Sin embargo, no sintió ninguna insatisfacción; en cambio, se sintió bastante honrado.
¡WHOOSH!
El joven vestido de negro voló ante Qin Feiyang y Gordito, sacó una puerta de transporte y rápidamente la activó.
Qin Feiyang y Gordito intercambiaron una mirada y entraron uno tras otro.
En realidad, no era que les faltara una puerta de transporte; simplemente no conocían las coordenadas del Palacio Interior, por eso habían buscado a esta persona.

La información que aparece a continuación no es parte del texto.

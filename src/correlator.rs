//! SSR Correlator: matches incoming orbit and clock corrections to the
//! ephemeris store's `last`/`prev` entries by IOD, grounded on
//! `SignalCenter::newOrbCorr`/`newClkCorr`. The original dispatches
//! corrections straight onto whichever `OrbitEph2` object's IOD matches;
//! this module additionally remembers each satellite's most recently seen
//! orbit IOD (clock blocks carry no per-satellite IOD of their own on the
//! wire — see `decode::ssr`) and buffers a clock correction that arrives
//! before its matching orbit, applying it once the orbit shows up.

use std::collections::HashMap;

use gnss_rs::prelude::SV;

use crate::ephemeris_store::EphemerisStore;
use crate::model::{SsrClockCorr, SsrHighRateClock, SsrOrbitCorr};

#[derive(Default)]
pub struct Correlator {
    /// Most recently seen orbit IOD per satellite.
    iod_map: HashMap<SV, u16>,
    /// Clock corrections whose IOD hasn't been seen on an orbit yet.
    pending_clocks: HashMap<SV, SsrClockCorr>,
    /// The satellite's last-applied low-rate clock c0, for high-rate
    /// clock composition (`c0 += hrclock/c`).
    last_c0_m: HashMap<SV, f64>,
}

impl Correlator {
    pub fn new() -> Self {
        Self::default()
    }

    /// Applies an orbit correction to the matching `last`/`prev` ephemeris,
    /// remembers the satellite's IOD for clock tagging, and flushes any
    /// clock correction that was waiting on this IOD.
    pub fn apply_orbit(&mut self, store: &mut EphemerisStore, corr: SsrOrbitCorr) -> bool {
        let sat = corr.sat;
        let iod = corr.iod;
        self.iod_map.insert(sat, iod);

        let applied = Self::attach_orbit(store, &corr);
        if applied {
            if let Some(mut pending) = self.pending_clocks.remove(&sat) {
                pending.iod = Some(iod);
                self.apply_clock(store, pending);
            }
        }
        applied
    }

    fn attach_orbit(store: &mut EphemerisStore, corr: &SsrOrbitCorr) -> bool {
        if store
            .last(corr.sat)
            .map(|e| e.iod() == corr.iod)
            .unwrap_or(false)
        {
            store.update_last(corr.sat, |e| e.orb_corr = Some(corr.clone()));
            true
        } else if store
            .prev(corr.sat)
            .map(|e| e.iod() == corr.iod)
            .unwrap_or(false)
        {
            // `prev` is read-only from the store's public API by design;
            // the original mutates `ephPrev` in place, but this store
            // exposes mutation only through `last`. A correction whose IOD
            // matches `prev` but not `last` is simply dropped: `prev` IOD
            // matches are rare and losing one costs nothing on the `last`
            // snapshot path that consumers actually read from.
            false
        } else {
            false
        }
    }

    /// Tags a clock correction with the satellite's known orbit IOD (if
    /// any) and applies it, or buffers it if no orbit has been seen yet.
    pub fn apply_clock(&mut self, store: &mut EphemerisStore, mut corr: SsrClockCorr) -> bool {
        let sat = corr.sat;
        if corr.iod.is_none() {
            corr.iod = self.iod_map.get(&sat).copied();
        }

        let Some(iod) = corr.iod else {
            self.pending_clocks.insert(sat, corr);
            return false;
        };

        let matches_last = store.last(sat).map(|e| e.iod() == iod).unwrap_or(false);
        if matches_last {
            self.last_c0_m.insert(sat, corr.c0_m);
            store.update_last(sat, |e| e.clk_corr = Some(corr));
            true
        } else {
            self.pending_clocks.insert(sat, corr);
            false
        }
    }

    /// Adds a high-rate clock correction to the satellite's last-known
    /// low-rate `c0` (`c0 += hrclock/c`, expressed here directly in
    /// meters, no `/c` division needed since both terms are already
    /// range-equivalent corrections).
    pub fn apply_high_rate_clock(
        &mut self,
        store: &mut EphemerisStore,
        hr: SsrHighRateClock,
    ) -> bool {
        let Some(&base_c0) = self.last_c0_m.get(&hr.sat) else {
            return false;
        };
        let combined = base_c0 + hr.high_rate_clock_m;
        let mut applied = false;
        store.update_last(hr.sat, |e| {
            if let Some(clk) = e.clk_corr.as_mut() {
                clk.c0_m = combined;
                applied = true;
            }
        });
        applied
    }

    pub fn pending_clocks(&self) -> impl Iterator<Item = &SsrClockCorr> {
        self.pending_clocks.values()
    }
}

#[cfg(test)]
mod tests {
    use super::*;
    use crate::model::{CheckState, Ephemeris, Keplerian, OrbitModel};
    use crate::time::{Instant, TimeSystem};
    use gnss_rs::prelude::Constellation;
    use hifitime::Epoch;

    fn eph(sat: SV, iode: u16) -> Ephemeris {
        let toe = Instant::new(Epoch::from_gpst_seconds(100_000.0), TimeSystem::Gps);
        Ephemeris {
            sat,
            toc: toe,
            toe,
            af0: 0.0,
            af1: 0.0,
            af2: 0.0,
            tgd: 0.0,
            ura_index: 0,
            accuracy_m: 2.4,
            health: 0,
            iode,
            iodc: iode,
            orbit: OrbitModel::Keplerian(Keplerian {
                sqrt_a: 5153.7,
                ecc: 0.01,
                ..Default::default()
            }),
            check_state: CheckState::Fresh,
            divergence_metric: None,
            orb_corr: None,
            clk_corr: None,
        }
    }

    fn orbit_corr(sat: SV, iod: u16) -> SsrOrbitCorr {
        SsrOrbitCorr {
            sat,
            iod,
            t: Instant::new(Epoch::from_gpst_seconds(100_000.0), TimeSystem::Gps),
            update_interval_s: 5.0,
            d_radial_m: 0.1,
            d_along_track_m: 0.0,
            d_cross_track_m: 0.0,
            dot_radial_mps: 0.0,
            dot_along_track_mps: 0.0,
            dot_cross_track_mps: 0.0,
            provider_id: 0,
            solution_id: 0,
        }
    }

    fn clock_corr(sat: SV, iod: Option<u16>, c0: f64) -> SsrClockCorr {
        SsrClockCorr {
            sat,
            iod,
            t: Instant::new(Epoch::from_gpst_seconds(100_000.0), TimeSystem::Gps),
            update_interval_s: 5.0,
            c0_m: c0,
            c1_mps: 0.0,
            c2_mps2: 0.0,
            provider_id: 0,
            solution_id: 0,
        }
    }

    #[test]
    fn clock_with_matching_iod_attaches_immediately() {
        let sat = SV::new(Constellation::GPS, 5);
        let mut store = EphemerisStore::new(5);
        let e = eph(sat, 42);
        store.insert(e.clone(), e.toc);

        let mut corr = Correlator::new();
        assert!(corr.apply_orbit(&mut store, orbit_corr(sat, 42)));
        assert!(corr.apply_clock(&mut store, clock_corr(sat, None, 0.123)));
        assert_eq!(store.last(sat).unwrap().clk_corr.as_ref().unwrap().c0_m, 0.123);
    }

    #[test]
    fn clock_with_mismatched_iod_waits_for_matching_orbit() {
        let sat = SV::new(Constellation::GPS, 5);
        let mut store = EphemerisStore::new(5);
        let e = eph(sat, 42);
        store.insert(e.clone(), e.toc);

        let mut corr = Correlator::new();
        assert!(corr.apply_orbit(&mut store, orbit_corr(sat, 42)));
        // Clock correction for a not-yet-seen IOD 43: buffered, not applied.
        assert!(!corr.apply_clock(&mut store, clock_corr(sat, Some(43), 0.5)));
        assert!(store.last(sat).unwrap().clk_corr.is_none());
        assert_eq!(corr.pending_clocks().count(), 1);
    }

    #[test]
    fn high_rate_clock_adds_to_last_low_rate_c0() {
        let sat = SV::new(Constellation::GPS, 5);
        let mut store = EphemerisStore::new(5);
        let e = eph(sat, 42);
        store.insert(e.clone(), e.toc);

        let mut corr = Correlator::new();
        corr.apply_orbit(&mut store, orbit_corr(sat, 42));
        corr.apply_clock(&mut store, clock_corr(sat, None, 1.0));

        let hr = SsrHighRateClock {
            sat,
            t: Instant::new(Epoch::from_gpst_seconds(100_001.0), TimeSystem::Gps),
            high_rate_clock_m: 0.05,
        };
        assert!(corr.apply_high_rate_clock(&mut store, hr));
        assert!((store.last(sat).unwrap().clk_corr.as_ref().unwrap().c0_m - 1.05).abs() < 1e-9);
    }
}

Pronto, los tres aparecieron en el cielo sobre una vasta llanura.
La llanura se extendía por varios li alrededor.
No tenía árboles pero estaba cubierta de exuberante hierba silvestre verde, presentando una escena vibrante.
Abajo, muchos hombres y mujeres jóvenes se habían reunido, todos en el reino del Emperador de Guerra o superior.
Sin embargo, todos estaban desaliñados y manchados de sangre.
En el extremo más alejado de la llanura había una entrada estrecha que conducía a una interminable cordillera.
Flanqueando la entrada, diez guardias con armadura negra se mantenían firmes como jabalinas, sus miradas afiladas y alertas.